Barriers and Solutions for Lipid Management in Clinical Practice

An expert panel discusses challenges and provides solutions to managing patients with hypercholesterolemia.

Erin D. Michos, MD, MHS, FACC, FASPC: Alison, you’re in a very busy cardiology clinical practice. With a lot of these barriers we face, with co-pays and prior authorizations, what’s your approach in trying to overcome some of those barriers? Do you have advice for other practices?

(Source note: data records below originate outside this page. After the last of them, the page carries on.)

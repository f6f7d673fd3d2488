//! # Chat-Completions HTTP Client
//!
//! HTTP client for an OpenAI-compatible chat-completions service,
//! authenticated with a bearer API key.

use bridge_core::LanguageModelSettings;
use reqwest::Client;

/// Represents a chat-completions API client
pub struct LanguageModelClient {
  pub(crate) client: Client,
  pub(crate) base_url: String,
  pub(crate) api_key: String,
  pub(crate) model: String,
}

impl LanguageModelClient {
  /// Create a new client for `model` at `base_url`
  pub fn new(base_url: &str, api_key: &str, model: &str) -> Self {
    let client = Client::new();
    Self {
      client,
      base_url: base_url.trim_end_matches('/').to_string(),
      api_key: api_key.to_string(),
      model: model.to_string(),
    }
  }

  pub fn model(&self) -> &str {
    &self.model
  }
}

/// Create a chat-completions client from resolved settings
pub fn create_language_model_client(settings: &LanguageModelSettings) -> LanguageModelClient {
  LanguageModelClient::new(&settings.base_url, &settings.api_key, &settings.model)
}
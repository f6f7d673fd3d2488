//! Natural-language query resolution.
//!
//! A [`QueryResolver`] holds an ordered chain of strategies. The first
//! strategy that produces a filter wins. A language-model failure is logged
//! and treated as "no opinion", so the keyword table always gets its turn.

use bridge_core::{LanguageModelSettings, match_keywords};
use bridge_llm::{LanguageModelClient, create_language_model_client};
use thiserror::Error;
use tracing::{debug, warn};

/// Where a resolved filter came from.
#[derive(Debug, Clone, Copy, PartialEq, Eq)]
pub enum ResolutionSource {
  LanguageModel,
  Keywords,
}

/// A JQL filter and the strategy that produced it. An empty `jql` selects
/// every issue.
#[derive(Debug, Clone, PartialEq, Eq)]
pub struct Resolution {
  pub jql: String,
  pub source: ResolutionSource,
}

#[derive(Debug, Clone, Copy, Error, PartialEq, Eq)]
#[error("no strategy could translate the question into JQL")]
pub struct Unresolved;

/// One way of turning a question into JQL.
pub enum QueryStrategy {
  LanguageModel(LanguageModelClient),
  Keywords,
}

impl QueryStrategy {
  async fn resolve(&self, question: &str) -> Option<Resolution> {
    match self {
      Self::LanguageModel(client) => match client.translate_to_jql(question).await {
        Ok(Some(jql)) => Some(Resolution {
          jql,
          source: ResolutionSource::LanguageModel,
        }),
        Ok(None) => {
          debug!(model = client.model(), "Language model returned no JQL");
          None
        }
        Err(e) => {
          warn!(model = client.model(), error = %e, "Language model translation failed, falling back");
          None
        }
      },
      Self::Keywords => match_keywords(question).map(|rule| Resolution {
        jql: rule.jql.to_string(),
        source: ResolutionSource::Keywords,
      }),
    }
  }

  pub const fn source(&self) -> ResolutionSource {
    match self {
      Self::LanguageModel(_) => ResolutionSource::LanguageModel,
      Self::Keywords => ResolutionSource::Keywords,
    }
  }
}

pub struct QueryResolver {
  chain: Vec<QueryStrategy>,
}

impl QueryResolver {
  pub fn new(chain: Vec<QueryStrategy>) -> Self {
    Self { chain }
  }

  /// The language model (when configured) followed by the keyword table.
  pub fn from_settings(settings: Option<&LanguageModelSettings>) -> Self {
    let mut chain = Vec::with_capacity(2);
    if let Some(settings) = settings {
      chain.push(QueryStrategy::LanguageModel(create_language_model_client(settings)));
    }
    chain.push(QueryStrategy::Keywords);
    Self::new(chain)
  }

  pub fn strategies(&self) -> &[QueryStrategy] {
    &self.chain
  }

  pub async fn resolve(&self, question: &str) -> Result<Resolution, Unresolved> {
    for strategy in &self.chain {
      if let Some(resolution) = strategy.resolve(question).await {
        return Ok(resolution);
      }
    }
    Err(Unresolved)
  }
}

Alison Bailey, MD, FACC: It’s important. What Bob said is probably the most important thing we can take away: you have to have bidirectional communication with other members of the care team. Sometimes physicians, other nurse practitioners, and PAs [physician assistant] are afraid to start a medicine because they’re afraid it will insult another member of the team—the cardiologist, the endocrinologist, the primary care doctor. I don’t think that ever happens. I’m glad when an endocrinologist starts a medicine in 1 of my patients. I also have a large heart failure practice. We do a lot of SGL2 inhibitors. I don’t think anybody ever calls and says, “I’m sorry you tried to help this patient.” That’s the first key: to do the right thing for the patient that’s in front of you.

It’s important to have templated clinic notes, like for PCSK9 inhibitors. When they first came out, they were challenging to get for our patients. If you had that templated note and you knew how many statins they had failed, what the adverse effects were, what their current LDL [low-density lipoprotein] is, their initial LDL, then your nurse or whoever helps you with prior authorizations could easily go through and do that. It’s the same thing with SGLT2 inhibitors, GLP1 receptor agonists, and some other drugs outside the lipid realm. We’ve done the same things with templated notes. We know what our prescribers or insurers need to get that prior authorization.

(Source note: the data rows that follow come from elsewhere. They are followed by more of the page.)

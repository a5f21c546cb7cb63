//! Visual constants for the layered graph viewer.

use bevy::prelude::*;

// =============================================================================
// Colors
// =============================================================================

/// Background clear color.
pub const COLOR_BACKGROUND: Color = Color::srgb(0.07, 0.07, 0.09);
/// Node box color (Blue).
pub const COLOR_NODE: Color = Color::srgb(0.29, 0.56, 0.85); // #4A90D9
/// Hovered node color (Gold).
pub const COLOR_NODE_HOVER: Color = Color::srgb(1.0, 0.84, 0.0); // #FFD700
/// Link source node color (Green).
pub const COLOR_LINK_SOURCE: Color = Color::srgb(0.36, 0.72, 0.36); // #5CB85C
/// Edge color (Gray).
pub const COLOR_EDGE: Color = Color::srgb(0.7, 0.7, 0.7);
/// Layer ground plane color.
pub const COLOR_GROUND: Color = Color::srgb(0.2, 0.22, 0.3);
/// Master path color while riding (Magenta).
pub const COLOR_MASTER_PATH: Color = Color::srgb(1.0, 0.0, 1.0);
/// Panel background.
pub const COLOR_PANEL: Color = Color::srgba(0.1, 0.1, 0.15, 0.85);

/// Ground plane alpha at full layer opacity.
pub const GROUND_ALPHA: f32 = 0.35;

// =============================================================================
// Sizing
// =============================================================================

/// Node box dimensions (x, y, z).
pub const NODE_SIZE: Vec3 = Vec3::new(1.6, 0.5, 1.0);
/// Edge radius at weight 0.
pub const EDGE_MIN_RADIUS: f32 = 0.03;
/// Extra edge radius at weight 1.
pub const EDGE_WEIGHT_RADIUS: f32 = 0.07;
/// Arrowhead cone radius and height.
pub const ARROW_RADIUS: f32 = 0.15;
pub const ARROW_HEIGHT: f32 = 0.4;

/// Seconds a notice stays on screen.
pub const NOTICE_SECONDS: f32 = 4.0;
/// Pointer slop and window of a double click.
pub const DOUBLE_CLICK_SECONDS: f64 = 0.35;
pub const DOUBLE_CLICK_PIXELS: f32 = 6.0;
/// Pixels of wheel travel per scrolled line.
pub const WHEEL_LINE_PIXELS: f32 = 100.0;

// =============================================================================
// Helpers
// =============================================================================

/// Edge cylinder radius for an edge weight.
pub fn edge_radius(weight: f32) -> f32 {
    EDGE_MIN_RADIUS + EDGE_WEIGHT_RADIUS * weight.clamp(0.0, 1.0)
}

The ACC [American College of Cardiology] and other professional societies are working on prior authorization reform. That’s important too because that takes a lot of our time. We know these medicines work, and our patients should have access to medications. That probably requires more than what we can do with prior authorization in our offices. It requires reform on a higher level.

Jorge Plutzky, MD: It’s relevant for people in practice who say, “I’m not in an academic setting. I’m not going to have all those resources.” Consolidating expertise in the process can help with picking someone in your practice—an admin or someone working with patients—and let that 1 person handle your requests and your authorization. They very quickly come up to speed and help facilitate instead of asking everyone to do it piecemeal. It’s the same thing with advanced practice providers who can do titrations, spend more time with patients, and often have a very good relationship with them to create a rationale to push on. You need combination therapy, you’re at high risk, and we want to keep you out of trouble. It’s helpful that consolidating integrates efficiency for physicians, who can contribute to the inertia, either because they’re busy or the next patient is waiting. Here comes that flood of things to do to parse that out to people who can help move the ball down the field.

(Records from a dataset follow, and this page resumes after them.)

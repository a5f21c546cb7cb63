//! Layer navigation: the drill-down stack, derived visibility and the
//! per-tick drill choreography.

use bevy::math::Vec3;
use serde::Serialize;
use tracing::{debug, info, warn};

use crate::config::{DrillMotion, NavigationConfig};
use crate::error::AppError;
use crate::models::{CameraSnapshot, CameraView, LayerId};

use super::camera::CameraMotionController;
use super::graph::GraphModel;

/// Opacity at which a fading layer counts as fully shown.
const FADE_DONE: f32 = 0.99;

/// One drill-down: where we came from and the node we entered.
#[derive(Debug, Clone)]
pub struct NavEntry {
    pub layer: LayerId,
    pub camera: CameraSnapshot,
    pub node: String,
}

/// Stage of the layer swap animation.
#[derive(Debug, Clone, Copy, Default, PartialEq, Eq, Serialize)]
#[serde(rename_all = "snake_case")]
pub enum Choreography {
    #[default]
    Idle,
    /// Camera is flying toward the sub-layer.
    ZoomingIn,
    /// Layer content switches this tick.
    Swapping,
    /// Current layer opacity eases toward 1.
    FadingIn,
}

#[derive(Debug, Clone)]
struct Preview {
    node: String,
    layer: LayerId,
}

/// Owns the current layer and the navigation stack.
#[derive(Debug, Clone)]
pub struct NavigationController {
    config: NavigationConfig,
    stack: Vec<NavEntry>,
    current: LayerId,
    /// Nodes exited by `navigate_up`, most recent last.
    forward: Vec<String>,
    preview: Option<Preview>,
    choreography: Choreography,
    opacity: f32,
}

impl Default for NavigationController {
    fn default() -> Self {
        Self::new(&NavigationConfig::default())
    }
}

impl NavigationController {
    pub fn new(config: &NavigationConfig) -> Self {
        Self {
            config: config.clone(),
            stack: Vec::new(),
            current: LayerId::ROOT,
            forward: Vec::new(),
            preview: None,
            choreography: Choreography::Idle,
            opacity: 1.0,
        }
    }

    pub fn current_layer(&self) -> LayerId {
        self.current
    }

    pub fn depth(&self) -> usize {
        self.stack.len()
    }

    pub fn stack(&self) -> &[NavEntry] {
        &self.stack
    }

    pub fn choreography(&self) -> Choreography {
        self.choreography
    }

    pub fn drill_motion(&self) -> DrillMotion {
        self.config.drill_motion
    }

    pub fn set_drill_motion(&mut self, motion: DrillMotion) {
        self.config.drill_motion = motion;
    }

    /// Node whose sub-layer is being previewed.
    pub fn preview_node(&self) -> Option<&str> {
        self.preview.as_ref().map(|p| p.node.as_str())
    }

    pub fn preview_layer(&self) -> Option<LayerId> {
        self.preview.as_ref().map(|p| p.layer)
    }

    /// Drill into the sub-layer of a node of the current layer.
    ///
    /// Clears the retrace history.
    pub fn focus(
        &mut self,
        graph: &mut GraphModel,
        camera: &mut CameraMotionController,
        node: &str,
    ) -> Result<LayerId, AppError> {
        let sub = self.descend(graph, camera, node)?;
        self.forward.clear();
        Ok(sub)
    }

    fn descend(
        &mut self,
        graph: &mut GraphModel,
        camera: &mut CameraMotionController,
        node: &str,
    ) -> Result<LayerId, AppError> {
        if self.stack.len() >= self.config.max_depth {
            warn!("Drill into {} rejected at depth {}", node, self.stack.len());
            return Err(AppError::MaxDepthExceeded {
                max: self.config.max_depth,
            });
        }
        let from = self.current;
        let world = graph
            .world_position(from, node)
            .ok_or_else(|| AppError::UnknownNode {
                layer: from,
                id: node.to_string(),
            })?;

        let sub = graph.ensure_sub_layer(from, node)?;
        let floor = graph
            .layer(sub)
            .map(|l| l.vertical_offset)
            .ok_or(AppError::UnknownLayer(sub))?;

        self.stack.push(NavEntry {
            layer: from,
            camera: camera.snapshot(),
            node: node.to_string(),
        });
        self.current = sub;
        self.preview = None;
        self.choreography = Choreography::ZoomingIn;
        self.opacity = 0.0;

        let view = self.drill_view(world, floor);
        match self.config.drill_motion {
            DrillMotion::Flythrough => camera.animate_to(view),
            DrillMotion::Transition => camera.transition_to(view.position, view.target),
            DrillMotion::Ride => camera.ride_towards(view.position),
        }

        info!(
            "Focused node {} ({} -> {}, depth {})",
            node,
            from,
            sub,
            self.stack.len()
        );
        Ok(sub)
    }

    /// Destination for drilling into a node at `world` whose sub-layer sits at `floor`.
    fn drill_view(&self, world: Vec3, floor: f32) -> CameraView {
        CameraView {
            position: Vec3::new(
                world.x,
                floor + self.config.view_offset_up,
                world.z + self.config.view_offset_back,
            ),
            target: Vec3::new(world.x, floor, world.z),
            via: Some(world),
        }
    }

    /// Return to the parent layer and its saved camera. No-op at the root.
    pub fn navigate_up(&mut self, camera: &mut CameraMotionController) -> Option<LayerId> {
        let entry = self.stack.pop()?;
        let left = self.current;
        self.current = entry.layer;
        self.preview = None;
        camera.restore(&entry.camera);
        self.forward.push(entry.node);

        self.choreography = Choreography::FadingIn;
        self.opacity = 0.0;
        info!("Navigated up {} -> {} (depth {})", left, self.current, self.stack.len());
        Some(self.current)
    }

    /// Re-enter the sub-layer most recently exited.
    ///
    /// Returns `Ok(None)` when there is nothing to retrace.
    pub fn retrace(
        &mut self,
        graph: &mut GraphModel,
        camera: &mut CameraMotionController,
    ) -> Result<Option<LayerId>, AppError> {
        let Some(node) = self.forward.pop() else {
            return Ok(None);
        };
        if graph.node(self.current, &node).is_none() {
            debug!("Retrace target {} is gone; history cleared", node);
            self.forward.clear();
            return Ok(None);
        }
        match self.descend(graph, camera, &node) {
            Ok(sub) => Ok(Some(sub)),
            Err(err) => {
                self.forward.push(node);
                Err(err)
            }
        }
    }

    /// Pop until the stack is `depth` entries deep.
    pub fn navigate_to_depth(&mut self, camera: &mut CameraMotionController, depth: usize) {
        while self.stack.len() > depth {
            if self.navigate_up(camera).is_none() {
                break;
            }
        }
    }

    /// Pop a layer when the user has zoomed far out of a sub-layer.
    ///
    /// Runs after the camera update. Autonomous camera motion suppresses it.
    pub fn auto_trigger(&mut self, camera: &mut CameraMotionController) -> bool {
        if self.stack.is_empty() || camera.is_animating() {
            return false;
        }
        if camera.distance() <= self.config.zoom_out_threshold {
            return false;
        }
        debug!("Zoom-out threshold crossed at distance {:.1}", camera.distance());
        self.navigate_up(camera).is_some()
    }

    /// Step the drill choreography once.
    pub fn advance(&mut self, camera: &CameraMotionController) {
        self.choreography = match self.choreography {
            Choreography::Idle => Choreography::Idle,
            Choreography::ZoomingIn => {
                if !camera.is_animating() || camera.motion_progress() >= self.config.swap_at {
                    Choreography::Swapping
                } else {
                    Choreography::ZoomingIn
                }
            }
            Choreography::Swapping => Choreography::FadingIn,
            Choreography::FadingIn => {
                self.opacity += (1.0 - self.opacity) * self.config.fade_rate;
                if self.opacity > FADE_DONE {
                    self.opacity = 1.0;
                    Choreography::Idle
                } else {
                    Choreography::FadingIn
                }
            }
        };
    }

    /// Preview the sub-layer of a hovered node, if it has one.
    pub fn set_preview(&mut self, graph: &GraphModel, node: &str) {
        let layer = graph.node(self.current, node).and_then(|n| n.sub_layer);
        self.preview = layer.map(|layer| Preview {
            node: node.to_string(),
            layer,
        });
    }

    pub fn clear_preview(&mut self) {
        self.preview = None;
    }

    /// A layer is visible when it is current or the previewed sub-layer.
    pub fn is_visible(&self, layer: LayerId) -> bool {
        layer == self.current || self.preview_layer() == Some(layer)
    }

    /// Render opacity of a layer.
    pub fn layer_opacity(&self, layer: LayerId) -> f32 {
        if layer == self.current {
            self.opacity
        } else if self.preview_layer() == Some(layer) {
            self.config.preview_opacity
        } else {
            0.0
        }
    }

    /// Layers from the root down to the current one.
    pub fn path(&self) -> Vec<LayerId> {
        self.stack
            .iter()
            .map(|e| e.layer)
            .chain(std::iter::once(self.current))
            .collect()
    }

    /// "Root" followed by the label of every focused node.
    pub fn breadcrumbs(&self, graph: &GraphModel) -> Vec<String> {
        std::iter::once("Root".to_string())
            .chain(self.stack.iter().map(|entry| {
                graph
                    .node(entry.layer, &entry.node)
                    .map(|n| n.label.clone())
                    .unwrap_or_else(|| entry.node.clone())
            }))
            .collect()
    }

    /// Drop references to layers that no longer exist.
    pub fn forget_layers(&mut self, dropped: &[LayerId], camera: &mut CameraMotionController) {
        if dropped.is_empty() {
            return;
        }
        if self.preview_layer().is_some_and(|l| dropped.contains(&l)) {
            self.preview = None;
        }
        while dropped.contains(&self.current) {
            if self.navigate_up(camera).is_none() {
                break;
            }
        }
        self.forward.clear();
    }
}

Erin D. Michos, MD, MHS, FACC, FASPC: Bob, do you have any tips about overcoming a nursing practice?

Robert Busch, MD: The prior authorization is the bane of our existence other than the electronic record and pointing and clicking. Many specialty pharmacies—you can find 1 in your community, like a hospital-based 1—have prior-authorization people who specialize in that. They know all the buzzwords and everything that’s needed. We’re very spoiled working in a medical center. They have 2 people in our practice, and it’s their entire job to do the prior authorizations. If it’s the nurse, who’s not usually doing it, they might find other tasks that are more interesting and more patient focused. Remember, helping the patient get the drug approved is a key obstacle, especially with any nonbranded drug—GLPS, SGLT2, PCSK9. Whatever it is, get that drug to the patient. Usually, that can be accomplished with someone who’s good at the prior-authorization process.

Erin D. Michos, MD, MHS, FACC, FASPC: There are some patient-assistance programs. Some companies have coupons to get discounts for medications. It’s important to be familiar with those and to reach out to the companies for these patient-assistance programs.